I felt a tinge of shame thinking about my weaknesses that this highlights — (1) not having the maturity to see reality, (2) conflating itch with passion, (3) trying to create a company before creating a product, (4) wasting time by not fully understanding the why, and (5) drifting instead of anchoring on life goals.
This was a pet project but lack of time was certainly not a reason why I didn’t aggressively pursue it. I executed on other personal and professional goals in the last five years, most of which gave desired results. I’ve come to believe that I didn’t want it seriously enough to grind after it. My partner had other priorities and that didn’t help either. I’ve moved on since and giving away the domain is a closure for me. Will I try to rekindle the ambition underlying this half baked initiative — likely not, at least not in the same form.
Just a quick journal entry about how the day went –
1. Did an hour of intense indoor cycling.

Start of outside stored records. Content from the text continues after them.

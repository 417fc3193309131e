//! User-level alarm operations.
//!
//! [`AlarmClock`] keeps the alarm store and the wake-up registrations in
//! step: an alarm is marked active only after its registration succeeds,
//! edits to active alarms re-register them, and deletes cancel first.

mod error;

use chrono::{DateTime, NaiveDate, TimeZone, Utc};
use tracing::{info, warn};

pub use error::ClockError;

use crate::recurrence::next_fire_for;
use crate::scheduler::AlarmScheduler;
use crate::store::{AlarmStore, StoreError};
use crate::types::{validate_time, AlarmId, AlarmParams, AlarmRecord, AlarmSummary, RepeatMode};

/// Outcome of re-registering active alarms after a restart.
#[derive(Debug, Default, Clone, PartialEq, Eq)]
pub struct RestoreReport {
    /// Alarms registered again, with their fire times
    pub restored: Vec<(AlarmId, DateTime<Utc>)>,
    /// Alarms switched off because registration failed
    pub switched_off: Vec<AlarmId>,
}

/// Alarm store plus scheduler.
#[derive(Debug)]
pub struct AlarmClock {
    store: AlarmStore,
    scheduler: AlarmScheduler,
}

impl AlarmClock {
    pub fn new(store: AlarmStore, scheduler: AlarmScheduler) -> Self {
        Self { store, scheduler }
    }

    #[must_use]
    pub fn store(&self) -> &AlarmStore {
        &self.store
    }

    pub fn store_mut(&mut self) -> &mut AlarmStore {
        &mut self.store
    }

    #[must_use]
    pub fn scheduler(&self) -> &AlarmScheduler {
        &self.scheduler
    }

    /// Creates the default alarms on first use.
    ///
    /// # Errors
    ///
    /// Returns an error if persisting fails.
    pub fn seed_defaults(&mut self) -> Result<bool, ClockError> {
        Ok(self.store.seed_defaults_if_empty()?)
    }

    /// Creates an inactive alarm from `params`. Hour and minute are required.
    ///
    /// # Errors
    ///
    /// Returns an error if the input is invalid or persisting fails.
    pub fn add<Tz: TimeZone>(
        &mut self,
        params: &AlarmParams,
        now: &DateTime<Tz>,
    ) -> Result<AlarmRecord, ClockError> {
        let (hour, minute) = match (params.hour, params.minute) {
            (Some(hour), Some(minute)) => (hour, minute),
            _ => {
                return Err(ClockError::InvalidInput(
                    "時刻を指定してください".to_string(),
                ))
            }
        };

        let mut draft = AlarmRecord::new(self.store.next_id(), hour, minute);
        apply_params(&mut draft, params, &now.timezone())?;

        let alarm = self.store.add(hour, minute, |alarm| *alarm = draft)?;
        info!("Added alarm {} at {}", alarm.id, alarm.time_label());
        Ok(alarm)
    }

    /// Changes an alarm. Active alarms are registered again for their new rule.
    ///
    /// If the new registration is rejected the alarm is switched off and the
    /// rejection returned.
    ///
    /// # Errors
    ///
    /// Returns an error if the alarm does not exist, the input is invalid,
    /// persisting fails, or the registration is rejected.
    pub fn edit<Tz: TimeZone>(
        &mut self,
        id: AlarmId,
        params: &AlarmParams,
        now: &DateTime<Tz>,
    ) -> Result<AlarmRecord, ClockError> {
        let mut draft = self
            .store
            .get(id)
            .cloned()
            .ok_or(StoreError::AlarmNotFound(id))?;
        apply_params(&mut draft, params, &now.timezone())?;

        let alarm = self.store.update(id, |alarm| *alarm = draft)?;
        if alarm.is_active {
            if let Err(e) = self.scheduler.schedule(&alarm, now) {
                warn!("Rescheduling alarm {} failed: {}", id, e);
                self.scheduler.cancel(id);
                self.store.set_active(id, false)?;
                return Err(e.into());
            }
        }
        Ok(alarm)
    }

    /// Switches an alarm on or off.
    ///
    /// Switching on registers the wake-up first and only then persists
    /// `is_active`. Returns the record and, when switched on, its fire time.
    ///
    /// # Errors
    ///
    /// Returns an error if the alarm does not exist, the registration is
    /// rejected, or persisting fails.
    pub fn set_active<Tz: TimeZone>(
        &mut self,
        id: AlarmId,
        active: bool,
        now: &DateTime<Tz>,
    ) -> Result<(AlarmRecord, Option<DateTime<Utc>>), ClockError> {
        let alarm = self
            .store
            .get(id)
            .cloned()
            .ok_or(StoreError::AlarmNotFound(id))?;

        if !active {
            self.scheduler.cancel(id);
            let alarm = self.store.set_active(id, false)?;
            return Ok((alarm, None));
        }

        let fire_at = self.scheduler.schedule(&alarm, now)?;
        match self.store.set_active(id, true) {
            Ok(alarm) => Ok((alarm, Some(fire_at))),
            Err(e) => {
                self.scheduler.cancel(id);
                Err(e.into())
            }
        }
    }

    /// Cancels and removes an alarm.
    ///
    /// # Errors
    ///
    /// Returns an error if the alarm does not exist or persisting fails.
    pub fn delete(&mut self, id: AlarmId) -> Result<AlarmRecord, ClockError> {
        if self.store.get(id).is_none() {
            return Err(StoreError::AlarmNotFound(id).into());
        }
        self.scheduler.cancel(id);
        let removed = self.store.remove(id)?;
        info!("Deleted alarm {}", id);
        Ok(removed)
    }

    /// Registers every active alarm again, switching off those that fail.
    pub fn restore_active<Tz: TimeZone>(&mut self, now: &DateTime<Tz>) -> RestoreReport {
        let mut report = RestoreReport::default();
        let active: Vec<AlarmRecord> = self
            .store
            .list()
            .iter()
            .filter(|alarm| alarm.is_active)
            .cloned()
            .collect();

        for alarm in active {
            match self.scheduler.schedule(&alarm, now) {
                Ok(fire_at) => report.restored.push((alarm.id, fire_at)),
                Err(e) => {
                    warn!("Could not restore alarm {}: {}", alarm.id, e);
                    if let Err(e) = self.store.set_active(alarm.id, false) {
                        warn!("Could not switch off alarm {}: {}", alarm.id, e);
                    }
                    report.switched_off.push(alarm.id);
                }
            }
        }

        info!(
            "Restored {} alarm(s), switched off {}",
            report.restored.len(),
            report.switched_off.len()
        );
        report
    }

    /// Re-reads the store and summarizes every alarm.
    pub fn summaries<Tz: TimeZone>(&mut self, now: &DateTime<Tz>) -> Vec<AlarmSummary> {
        self.store.reload();
        self.store
            .list()
            .iter()
            .map(|alarm| summarize(alarm, now))
            .collect()
    }
}

/// Summarizes one alarm; the next fire time is included for active alarms.
pub fn summarize<Tz: TimeZone>(alarm: &AlarmRecord, now: &DateTime<Tz>) -> AlarmSummary {
    let next_fire = alarm
        .is_active
        .then(|| next_fire_for(alarm, now).fixed_offset());
    AlarmSummary::from_record(alarm, next_fire)
}

/// Applies the present fields of `params` to `alarm`.
fn apply_params<Tz: TimeZone>(
    alarm: &mut AlarmRecord,
    params: &AlarmParams,
    tz: &Tz,
) -> Result<(), ClockError> {
    if params.hour.is_some() || params.minute.is_some() {
        let hour = params.hour.unwrap_or(alarm.hour);
        let minute = params.minute.unwrap_or(alarm.minute);
        validate_time(hour, minute).map_err(ClockError::InvalidInput)?;
        alarm.hour = hour;
        alarm.minute = minute;
    }

    if let Some(name) = &params.name {
        alarm.rename(name.as_str());
    }

    let mode = match (params.repeat, params.days, params.date) {
        (Some(mode), _, _) => Some(mode),
        (None, Some(_), _) => Some(RepeatMode::Custom),
        (None, None, Some(_)) => Some(RepeatMode::SpecificDate),
        (None, None, None) => None,
    };

    if let Some(mode) = mode {
        let days = params.days.unwrap_or(alarm.repeat_days);
        let specific_date = match (mode, params.date) {
            (RepeatMode::SpecificDate, Some(date)) => Some(start_of_day_millis(date, tz)?),
            (RepeatMode::SpecificDate, None) => Some(alarm.specific_date.ok_or_else(|| {
                ClockError::InvalidInput("日付を指定してください".to_string())
            })?),
            _ => None,
        };
        alarm.set_repeat(mode, days, specific_date);
    }

    Ok(())
}

fn start_of_day_millis<Tz: TimeZone>(date: NaiveDate, tz: &Tz) -> Result<i64, ClockError> {
    tz.from_local_datetime(&date.and_time(chrono::NaiveTime::MIN))
        .earliest()
        .map(|start| start.timestamp_millis())
        .ok_or_else(|| ClockError::InvalidInput(format!("無効な日付です: {date}")))
}
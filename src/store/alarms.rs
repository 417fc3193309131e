//! Durable collection of alarm definitions.
//!
//! The record list and the id counter are written together as one envelope
//! on every mutation, so the stored state is never half-updated.

use std::sync::Arc;

use serde::{Deserialize, Serialize};
use tracing::{debug, info};

use super::{read_versioned, write_versioned, KeyValueStore, StoreError};
use crate::types::{AlarmId, AlarmRecord};

/// Key under which the alarm envelope is stored.
pub const ALARMS_KEY: &str = "alarms";

/// Times of the inactive alarms created on first use.
pub const DEFAULT_ALARM_TIMES: [(u32, u32); 3] = [(9, 30), (13, 30), (20, 45)];

#[derive(Debug, Default, Serialize, Deserialize)]
#[serde(rename_all = "camelCase")]
struct AlarmSet {
    #[serde(default)]
    next_id: AlarmId,
    #[serde(default)]
    alarms: Vec<AlarmRecord>,
}

/// Ordered alarm records keyed by id.
pub struct AlarmStore {
    backend: Arc<dyn KeyValueStore>,
    state: AlarmSet,
}

impl AlarmStore {
    /// Loads the stored alarms. Malformed data yields an empty store.
    pub fn load(backend: Arc<dyn KeyValueStore>) -> Self {
        let state: AlarmSet = read_versioned(backend.as_ref(), ALARMS_KEY).unwrap_or_default();
        debug!("Loaded {} alarm(s)", state.alarms.len());
        Self { backend, state }
    }

    /// Re-reads the backing store, discarding in-memory state.
    pub fn reload(&mut self) {
        self.state = read_versioned(self.backend.as_ref(), ALARMS_KEY).unwrap_or_default();
    }

    /// Returns all alarms in insertion order.
    #[must_use]
    pub fn list(&self) -> &[AlarmRecord] {
        &self.state.alarms
    }

    /// Returns the alarm with the given id.
    #[must_use]
    pub fn get(&self, id: AlarmId) -> Option<&AlarmRecord> {
        self.state.alarms.iter().find(|alarm| alarm.id == id)
    }

    /// The id the next added alarm will receive.
    #[must_use]
    pub fn next_id(&self) -> AlarmId {
        self.state.next_id
    }

    /// Number of stored alarms.
    #[must_use]
    pub fn len(&self) -> usize {
        self.state.alarms.len()
    }

    /// Returns true if no alarms are stored.
    #[must_use]
    pub fn is_empty(&self) -> bool {
        self.state.alarms.is_empty()
    }

    /// Creates an alarm with the next id, lets `configure` fill it in, and persists.
    ///
    /// # Errors
    ///
    /// Returns an error if persisting fails; the store is left unchanged.
    pub fn add(
        &mut self,
        hour: u32,
        minute: u32,
        configure: impl FnOnce(&mut AlarmRecord),
    ) -> Result<AlarmRecord, StoreError> {
        let id = self.state.next_id;
        let mut alarm = AlarmRecord::new(id, hour, minute);
        configure(&mut alarm);
        alarm.id = id;

        self.state.alarms.push(alarm.clone());
        self.state.next_id = id.saturating_add(1);

        if let Err(e) = self.persist() {
            self.state.alarms.pop();
            self.state.next_id = id;
            return Err(e);
        }
        Ok(alarm)
    }

    /// Applies `change` to an alarm and persists.
    ///
    /// # Errors
    ///
    /// Returns `StoreError::AlarmNotFound` for unknown ids, or an error if
    /// persisting fails; the store is then left unchanged.
    pub fn update(
        &mut self,
        id: AlarmId,
        change: impl FnOnce(&mut AlarmRecord),
    ) -> Result<AlarmRecord, StoreError> {
        let index = self.index_of(id)?;

        let mut updated = self.state.alarms[index].clone();
        change(&mut updated);
        updated.id = id;

        let previous = std::mem::replace(&mut self.state.alarms[index], updated.clone());
        if let Err(e) = self.persist() {
            self.state.alarms[index] = previous;
            return Err(e);
        }
        Ok(updated)
    }

    /// Sets the active flag of an alarm and persists.
    ///
    /// # Errors
    ///
    /// Returns `StoreError::AlarmNotFound` for unknown ids, or an error if persisting fails.
    pub fn set_active(&mut self, id: AlarmId, active: bool) -> Result<AlarmRecord, StoreError> {
        self.update(id, |alarm| alarm.is_active = active)
    }

    /// Removes an alarm and persists. The id is never handed out again.
    ///
    /// # Errors
    ///
    /// Returns `StoreError::AlarmNotFound` for unknown ids, or an error if
    /// persisting fails; the alarm is then kept.
    pub fn remove(&mut self, id: AlarmId) -> Result<AlarmRecord, StoreError> {
        let index = self.index_of(id)?;

        let removed = self.state.alarms.remove(index);
        if let Err(e) = self.persist() {
            self.state.alarms.insert(index, removed);
            return Err(e);
        }
        Ok(removed)
    }

    /// Seeds the default inactive alarms on first use.
    ///
    /// Does nothing once any alarm has ever been created. Returns true if
    /// defaults were added.
    ///
    /// # Errors
    ///
    /// Returns an error if persisting fails.
    pub fn seed_defaults_if_empty(&mut self) -> Result<bool, StoreError> {
        if !self.state.alarms.is_empty() || self.state.next_id != 0 {
            return Ok(false);
        }

        for (hour, minute) in DEFAULT_ALARM_TIMES {
            let id = self.state.next_id;
            self.state.alarms.push(AlarmRecord::new(id, hour, minute));
            self.state.next_id = id + 1;
        }
        if let Err(e) = self.persist() {
            self.state = AlarmSet::default();
            return Err(e);
        }

        info!("Created {} default alarms", DEFAULT_ALARM_TIMES.len());
        Ok(true)
    }

    /// Wipes every alarm and the id counter.
    ///
    /// # Errors
    ///
    /// Returns an error if the backing store cannot be cleared.
    pub fn clear_all(&mut self) -> Result<(), StoreError> {
        self.backend.clear()?;
        self.state = AlarmSet::default();
        Ok(())
    }

    fn index_of(&self, id: AlarmId) -> Result<usize, StoreError> {
        self.state
            .alarms
            .iter()
            .position(|alarm| alarm.id == id)
            .ok_or(StoreError::AlarmNotFound(id))
    }

    fn persist(&self) -> Result<(), StoreError> {
        write_versioned(self.backend.as_ref(), ALARMS_KEY, &self.state)
    }
}

impl std::fmt::Debug for AlarmStore {
    fn fmt(&self, f: &mut std::fmt::Formatter<'_>) -> std::fmt::Result {
        f.debug_struct("AlarmStore")
            .field("alarms", &self.state.alarms.len())
            .field("next_id", &self.state.next_id)
            .finish_non_exhaustive()
    }
}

2. Watched Harry Potter with family and dozed off midway, as usual.
3. Jotted down some notes on long range priority at work.
4. Pondering on what's the most important thing I should be doing in my personal time when I am not doing the usual — reading, writing, workout, meditation. I'm opening myself up to more hobbies and interests like tinkering with small mechanical and electronic toys and playing saxophone. However, I keep coming back to the thought that it should be something that I can take up as a full time engagement once I am financially independent (from employment perspective), expected in 5-10 years. I'm considering both large scale problems impacting society as a whole, like climate change, and doing something at an individual level in a medical field, like at the intersection of mind and brain. More to come on this...
I lived in Bangalore for several years, including when the city witnessed huge growth, largely owing to rise in software and supporting industry jobs in the early 2000s. There was a small and narrow bridge connecting the Outer ring road to Whitefield, one of the software hubs, which used to get jammed during commute hours. Drivers, often needlessly, honked. I remember being stuck in one such rush hour morning traffic over that bridge, and hearing drivers honking. I didn't feel annoyed or impatient; rather, I remember being at peace with myself, all the while listening to the cacophony of honks. It was an Aha! moment — there's noise only when we expect the sound to occur in a particular way. If we simply observe without expectation, even traffic sounds in Bangalore rush-hour is music. Okay, I am going too far — let's rephrase it to being easily tolerable.
There have been other instances when I have heard noise and have not perceived it as such. Besides listening without prejudice, I have another hypothesis why I didn't get annoyed — I was not preoccupied with thoughts like planning, mulling, or ruminating. How fortunate that I witnessed evidence of what I later read in books about awareness!
When my boy was very young, perhaps in pre-school, I used to tell him that there's music in everything. His eyes would lit up and with a mischievous smile, he'd beat the table or whatever was in front of him, to make “music”. Even now, as an eight year old, who is learning piano and ukulele, he never shows even a minor annoyance when notes go out of order. I believe this is true of all kids — they really do find music in everything and it's primarily because their senses are much less obstructed by prejudice than adults.